When was the last time you sat down to write a letter, put it in an envelope, placed a stamp on it and went to the post office to send it off? That takes a lot of time and commitment, especially since I actually have to go to the Post Office to send the letter. Even when my love was working remotely on Chenega, a remote island in Prince William Sound, Alaska, we would email regularly as cell phone coverage in that area was not good. Has the art of writing a letter and sending in the mail past? I say no it has not. While many of us stay connected through email, text, Facebook, FaceTime, Skype, cell phone or land line, I have reverted back to a time when we actually wrote letters to one another and my son is the recipient of these streams of consciousness. Ok, so I am not writing the letters by hand because the keyboard has destroyed my penmanship, but I have embraced writing letters once again as a deeper way of communicating to my beloved son who is off in college.
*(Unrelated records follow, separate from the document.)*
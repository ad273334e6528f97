//! Legacy manifest adapter.
//!
//! Older packages declare their dependencies in a JSON manifest under
//! `Godeps/`. This adapter translates that format into ledger-shaped
//! (name, reference, repository) triples. A missing manifest is an empty
//! list; a malformed one that does exist is an error.

use anyhow::{Context, Result};
use serde::Deserialize;
use std::fs;
use std::path::Path;

const LEGACY_MANIFEST: &str = "Godeps/Godeps.json";

#[derive(Debug, Deserialize)]
struct LegacyManifest {
    #[serde(rename = "Deps", default)]
    deps: Vec<LegacyDep>,
}

#[derive(Debug, Deserialize)]
struct LegacyDep {
    #[serde(rename = "ImportPath")]
    import_path: String,
    #[serde(rename = "Rev", default)]
    rev: String,
    #[serde(rename = "Comment", default)]
    comment: String,
    #[serde(rename = "Repository", default)]
    repository: Option<String>,
}

#[derive(Debug, Clone, PartialEq)]
pub struct LegacyEntry {
    pub name: String,
    pub reference: String,
    pub repository: Option<String>,
}

pub fn parse(repo_dir: &Path) -> Result<Vec<LegacyEntry>> {
    let path = repo_dir.join(LEGACY_MANIFEST);
    if !path.exists() {
        return Ok(Vec::new());
    }
    let content = fs::read_to_string(&path)
        .with_context(|| format!("failed to read legacy manifest {}", path.display()))?;
    let manifest: LegacyManifest = serde_json::from_str(&content)
        .with_context(|| format!("malformed legacy manifest {}", path.display()))?;
    Ok(manifest
        .deps
        .into_iter()
        .map(|dep| {
            // The revision pins the dependency; the comment is only a
            // human-readable tag carried when no revision is recorded.
            let reference = if dep.rev.is_empty() { dep.comment } else { dep.rev };
            LegacyEntry {
                name: dep.import_path,
                reference,
                repository: dep.repository,
            }
        })
        .collect())
}
//! Transitive dependency expansion.
//!
//! Entries flagged `transitive` carry their own dependency declarations:
//! either a legacy manifest or a nested ledger file inside the fetched
//! repository. Expansion walks an explicit worklist with a seen-set keyed
//! by package path, so cycles terminate and stack depth stays flat no
//! matter how deep the nesting goes.

use crate::conf::{Conf, Dep, LEDGER_FILES};
use crate::run::Ctx;
use crate::{cache, legacy, resolve, vendor};
use anyhow::{Result, bail};
use colored::*;
use log::debug;
use std::collections::{HashSet, VecDeque};
use std::path::Path;

/// Discover dependencies declared inside fetched packages and return them
/// as ledger-shaped entries. The caller folds them in with `Conf::merge`,
/// so entries already present in the ledger always win.
pub fn expand(ctx: &Ctx, conf: &Conf, update: bool) -> Result<Vec<Dep>> {
    if !conf.imports.iter().any(|dep| dep.transitive) {
        return Ok(Vec::new());
    }
    // The checkouts have to exist before their manifests can be read.
    vendor::materialize(ctx, conf, update)?;

    let mut extra: Vec<Dep> = Vec::new();
    let mut seen: HashSet<String> = HashSet::new();
    let mut queue: VecDeque<Dep> = conf
        .imports
        .iter()
        .filter(|dep| dep.transitive)
        .cloned()
        .collect();

    while let Some(dep) = queue.pop_front() {
        if !seen.insert(dep.package.clone()) {
            println!(
                "{} Already searched transitive dep {}. Skipping",
                "!".yellow(),
                dep.package
            );
            continue;
        }
        if update && dep.lock {
            continue;
        }

        let repo_dir = ctx.repo_dir(&dep.package);
        if !repo_dir.exists() {
            // Nested entries surfaced mid-expansion have not been fetched yet.
            if dep.version.is_empty() {
                bail!("version not specified for package '{}'", dep.package);
            }
            cache::ensure_cached(ctx, &dep)?;
            resolve::checkout(ctx, &dep)?;
        }

        let nested = legacy::parse(&repo_dir)?;
        if !nested.is_empty() {
            debug!(
                "'{}' declares {} legacy dependencies",
                dep.package,
                nested.len()
            );
            extra.extend(nested.into_iter().map(|entry| Dep {
                package: entry.name,
                version: entry.reference,
                repo: entry.repository,
                ..Default::default()
            }));
            continue;
        }

        if let Some(nested_conf) = nested_ledger(&repo_dir)? {
            debug!(
                "'{}' carries a nested ledger with {} entries",
                dep.package,
                nested_conf.imports.len()
            );
            for nested_dep in &nested_conf.imports {
                if nested_dep.transitive {
                    queue.push_back(nested_dep.clone());
                }
            }
            extra.extend(nested_conf.imports);
        }
    }
    Ok(extra)
}

/// First recognized ledger file inside a fetched repository, if any.
fn nested_ledger(repo_dir: &Path) -> Result<Option<Conf>> {
    for name in LEDGER_FILES {
        let path = repo_dir.join(name);
        if path.exists() {
            return Conf::load(&path).map(Some);
        }
    }
    Ok(None)
}
//! Vendor tree synchronization and pruning.
//!
//! `materialize` turns checked-out cache slots into the vendor directory:
//! moved in update mode (the cache slot is relocated), copied otherwise.
//! `cleanup` then deletes everything the live import graph does not use:
//! excluded paths first, then unused source files and packages (keeping
//! ancestors of used paths), then directories left empty, iterated to a
//! fixed point. Each walk computes its deletions first and applies them
//! after, so nothing is removed out from under an ongoing traversal.

use crate::conf::{Conf, LOCK_FILE};
use crate::imports::parent_packages;
use crate::run::Ctx;
use crate::{cache, resolve};
use anyhow::{Context, Result, bail};
use colored::*;
use log::{debug, warn};
use std::collections::BTreeSet;
use std::fs;
use std::path::Path;
use walkdir::WalkDir;

/// Fetch, check out, and place every ledger entry under the vendor
/// directory. Locked entries are skipped in update mode.
pub fn materialize(ctx: &Ctx, conf: &Conf, update: bool) -> Result<()> {
    for dep in &conf.imports {
        if dep.version.is_empty() {
            bail!("version not specified for package '{}'", dep.package);
        }
    }

    fs::create_dir_all(ctx.lib_root()).with_context(|| {
        format!("failed to create cache directory {}", ctx.lib_root().display())
    })?;

    for dep in &conf.imports {
        if update && dep.lock {
            continue;
        }
        cache::ensure_cached(ctx, dep)?;
        resolve::checkout(ctx, dep)?;
    }

    if update {
        println!("{} Moving deps...", "📦".blue());
        for dep in &conf.imports {
            if dep.lock {
                continue;
            }
            move_into_vendor(ctx, &dep.package)?;
        }
        println!("{} Moving deps... Done", "✓".green());
    } else {
        if ctx.vendor_dir.exists() {
            fs::remove_dir_all(&ctx.vendor_dir).with_context(|| {
                format!("failed to clear vendor directory {}", ctx.vendor_dir.display())
            })?;
        }
        fs::create_dir_all(&ctx.vendor_dir)?;

        println!("{} Copying deps...", "📦".blue());
        for dep in &conf.imports {
            let source = ctx.repo_dir(&dep.package);
            let target = ctx.vendor_dir.join(&dep.package);
            copy_dir_all(&source, &target).with_context(|| {
                format!("failed to copy '{}' into the vendor tree", dep.package)
            })?;
        }
        println!("{} Copying deps... Done", "✓".green());
    }

    if !ctx.keep {
        strip_vcs_dirs(&ctx.vendor_dir);
    }
    Ok(())
}

/// Hoist staged source trees into place: a `staging` entry's real code
/// lives under `staging/src/<parent>` inside its repository, not at the
/// repository root.
pub fn place_staging(ctx: &Ctx, conf: &Conf) -> Result<()> {
    for dep in &conf.imports {
        if !dep.staging {
            continue;
        }
        let parent = match dep.package.rsplit_once('/') {
            Some((parent, _)) => parent,
            None => continue,
        };
        let base = ctx
            .repo_dir(&dep.package)
            .join("staging")
            .join("src")
            .join(parent);
        let target = ctx.vendor_dir.join(parent);
        fs::create_dir_all(&target)?;

        let entries = fs::read_dir(&base).with_context(|| {
            format!(
                "staged source of '{}' missing at {}",
                dep.package,
                base.display()
            )
        })?;
        for entry in entries {
            let entry = entry?;
            let dest = target.join(entry.file_name());
            if entry.file_type()?.is_dir() {
                copy_dir_all(&entry.path(), &dest)?;
            } else {
                fs::copy(entry.path(), &dest)?;
            }
        }
    }
    Ok(())
}

/// Prune the vendor tree against the live import set, then write the lock
/// snapshot. Per-path removal failures are logged and cleanup continues:
/// the pass is idempotent and re-run safe.
pub fn cleanup(ctx: &Ctx, conf: &Conf, imports: &BTreeSet<String>) -> Result<()> {
    remove_excludes(&ctx.vendor_dir, &conf.excludes);

    let mut used = imports.clone();
    for pkg in &conf.packages {
        println!("{} Must include package {}", "ℹ".blue(), pkg);
        used.insert(pkg.clone());
    }
    remove_unused(&ctx.vendor_dir, &used);

    let keep: BTreeSet<String> = conf.packages.iter().cloned().collect();
    remove_empty_dirs(&ctx.vendor_dir, &keep);

    write_lock(ctx, conf)
}

/// With `--keep` and without `--include-vendor`: drop vendor directories
/// nested inside vendored dependencies.
pub fn prune_nested_vendor(ctx: &Ctx) {
    let mut doomed = Vec::new();
    let mut walker = WalkDir::new(&ctx.vendor_dir).min_depth(1).into_iter();
    while let Some(entry) = walker.next() {
        let Ok(entry) = entry else { continue };
        if entry.file_type().is_dir() && entry.file_name().to_string_lossy() == ctx.target {
            doomed.push(entry.path().to_path_buf());
            walker.skip_current_dir();
        }
    }
    for path in doomed {
        println!("{} Removing {}", "🗑️".red(), path.display());
        if let Err(err) = fs::remove_dir_all(&path) {
            println!("{} Error removing '{}': {}", "x".red(), path.display(), err);
        }
    }
}
//! Banner rendering shown on group joins
//!
//! Every group except the reserved `global` room gets an ASCII-art banner of
//! its capitalized name, rendered from a bitmap font file: 8 rows per glyph,
//! glyph for code point `c` starting at line `(c - 32) * 8`. The global room
//! gets a fixed welcome graphic embedded in the binary. A missing or broken
//! font is not fatal; rendering degrades to a plain one-line banner.

use crate::textpipe;
use std::path::Path;
use thiserror::Error;

/// Name of the reserved default room.
pub const GLOBAL_GROUP: &str = "global";

const GLYPH_ROWS: usize = 8;
const FIRST_GLYPH: char = ' ';
const LAST_GLYPH: char = '~';

static GLOBAL_WELCOME: &str = include_str!("../../assets/global_welcome.txt");

/// Banner font loading errors
#[derive(Debug, Error)]
pub enum BannerError {
    #[error("failed to read font file: {0}")]
    Io(#[from] std::io::Error),

    #[error("font file too short: {lines} lines, need at least {needed}")]
    Malformed { lines: usize, needed: usize },
}

/// A whole-ASCII bitmap font, one 8-row glyph per printable character.
pub struct FontBank {
    rows: Vec<String>,
}

impl FontBank {
    /// Load a font file. Carriage returns are stripped so DOS-formatted
    /// fonts work too.
    pub fn load(path: &Path) -> Result<Self, BannerError> {
        let raw = std::fs::read_to_string(path)?;
        let rows: Vec<String> = raw
            .replace('\r', "")
            .split('\n')
            .map(str::to_string)
            .collect();

        let glyphs = LAST_GLYPH as usize - FIRST_GLYPH as usize + 1;
        let needed = glyphs * GLYPH_ROWS;
        if rows.len() < needed {
            return Err(BannerError::Malformed {
                lines: rows.len(),
                needed,
            });
        }
        Ok(Self { rows })
    }

    fn glyph_row(&self, c: char, row: usize) -> &str {
        let offset = (c as usize - FIRST_GLYPH as usize) * GLYPH_ROWS + row;
        &self.rows[offset]
    }
}

/// Renders join banners, with or without a loaded font.
pub struct Renderer {
    font: Option<FontBank>,
}

impl Renderer {
    pub fn new(font: Option<FontBank>) -> Self {
        Self { font }
    }

    /// Build a renderer from an optional configured font path. Load
    /// failures are logged and leave the renderer in fallback mode.
    pub fn from_font_path(path: Option<&Path>) -> Self {
        let font = path.and_then(|p| match FontBank::load(p) {
            Ok(font) => Some(font),
            Err(e) => {
                tracing::warn!("Banner font unavailable ({}): {}", p.display(), e);
                None
            }
        });
        Self { font }
    }

    /// The banner sent when entering `group`.
    pub fn banner_for(&self, group: &str) -> String {
        if group == GLOBAL_GROUP {
            GLOBAL_WELCOME.to_string()
        } else {
            self.render(&textpipe::capitalize(group))
        }
    }

    /// Render a short label as 8 rows of font art. Characters outside the
    /// printable ASCII range are skipped.
    pub fn render(&self, label: &str) -> String {
        let Some(font) = &self.font else {
            return format!("*** {label} ***\n");
        };

        let mut out = String::new();
        for row in 0..GLYPH_ROWS {
            for c in label.chars() {
                if (FIRST_GLYPH..=LAST_GLYPH).contains(&c) {
                    out.push_str(font.glyph_row(c, row));
                }
            }
            out.push('\n');
        }
        out
    }
}

#[cfg(test)]
mod tests {
    use super::*;
    use std::io::Write;

    /// Synthetic font: glyph for `c` is 8 rows of "<c><row>".
    fn write_test_font(dir: &tempfile::TempDir) -> std::path::PathBuf {
        let path = dir.path().join("font.txt");
        let mut file = std::fs::File::create(&path).unwrap();
        for c in ' '..='~' {
            for row in 0..8 {
                writeln!(file, "{c}{row}").unwrap();
            }
        }
        path
    }

    #[test]
    fn renders_eight_rows_from_font() {
        let dir = tempfile::tempdir().unwrap();
        let font = FontBank::load(&write_test_font(&dir)).unwrap();
        let renderer = Renderer::new(Some(font));

        let art = renderer.render("Ab");
        let rows: Vec<&str> = art.lines().collect();
        assert_eq!(rows.len(), 8);
        assert_eq!(rows[0], "A0b0");
        assert_eq!(rows[7], "A7b7");
    }

    #[test]
    fn truncated_font_is_rejected() {
        let dir = tempfile::tempdir().unwrap();
        let path = dir.path().join("short.txt");
        std::fs::write(&path, "only\nfour\nlines\nhere\n").unwrap();

        assert!(matches!(
            FontBank::load(&path),
            Err(BannerError::Malformed { .. })
        ));
    }

    #[test]
    fn global_room_uses_static_welcome() {
        let renderer = Renderer::new(None);
        assert!(renderer.banner_for("global").contains("WELCOME TO GLOBAL"));
    }

    #[test]
    fn fallback_banner_capitalizes_name() {
        let renderer = Renderer::new(None);
        assert_eq!(renderer.banner_for("news"), "*** News ***\n");
    }
}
Perplexed, my son said, why are you sending letters? Just a day or two earlier he mentioned that he has been checking his post office box daily so I thought that it would be nice for him to actually get mail. By the time that he receives the letter the information is actually out of date because we have already spoken on the phone or sent a text or two.

So why then am I taking the time to write a letter to my son when we could just as easily stay in touch with so many different forms of communication? Since my son’s departure for college I have spent a lot of time thinking about this past two years. The house is quiet and I reflect on the times where I was sorting through both my loves belongings and my mother’s belongings. In the emotional process of sorting I would come across papers that would include letters. What is it about theses letters that have me so intrigued?

While emails, Tweets, FaceBook posts as well as other forms of electronic communication never go away and make a statement of a moment in time, it is letters of the past that capture a personal state of mind. The day that my love passed away he communicated two things that were very important to him before he was not able to speak anymore. He said that he did not want to be air lifted to Anchorage and told me where the letter he wrote to our son was. This letter still brings me to tears.

Letters like the one that my love composed for our beloved son, while not finished because he passed away before he could complete it, capture feelings that were not verbalized in life. Why is it that we cannot share true feelings in life? Is it fear of what the response might be? Instead of waiting to end, I believe that now is the time to share not only the daily ins and outs but the deeper thoughts that can be shared by a written letter.

I like to believe that my son and I have a good relationship. We communicate well but of course there are things that we don’t share. After all it still is a parent child relationship. Yes, we talk often about daily activities and whom we interacted with. Sure we share superficial comments of what we had for dinner, how work was, how classes are, the weather, a movie, family, friends and other topics, but I find a letter allows an expression that moves away from the superficial verbal interaction.

As I wander through the quiet empty house, occasionally talking with the animals, I find myself having conversations in my head. In an attempt to find an outlet to get these conversations out of my head, writing a letter seems to be working at having those end of the day conversations of old. As I sit at the computer, I start writing about a conversation similar to those I would have had with my love, our son, or my mother at the end of the day; the kind of conversations when the house was full of people; the responses to the “Hi, I’m home, how was your day?”

My hope is that these letters will also help future generations understand the complexities of the past. While going through my mother’s belongings I came across stacks of letters that she received from her mother all the way back to when she first came to the United States. While they were difficult to read because they were hand written on very thin airmail parchment paper, in an older form of Dutch that I am not familiar with, I still took time to read what I could and managed to decipher enough to enjoy the message. Here too, the letters were about the daily events, family updates as well as encouragements that a parent would share with a child that was far away.

For now writing letters to my son seem to satisfy a therapeutic form of figuring out what is next. My hope is that some day the letters that I write to my son will document and shed light on reflections of the day, capturing a moment in time that will submit a greater understanding of the joys and struggles as I navigate an uncertain future.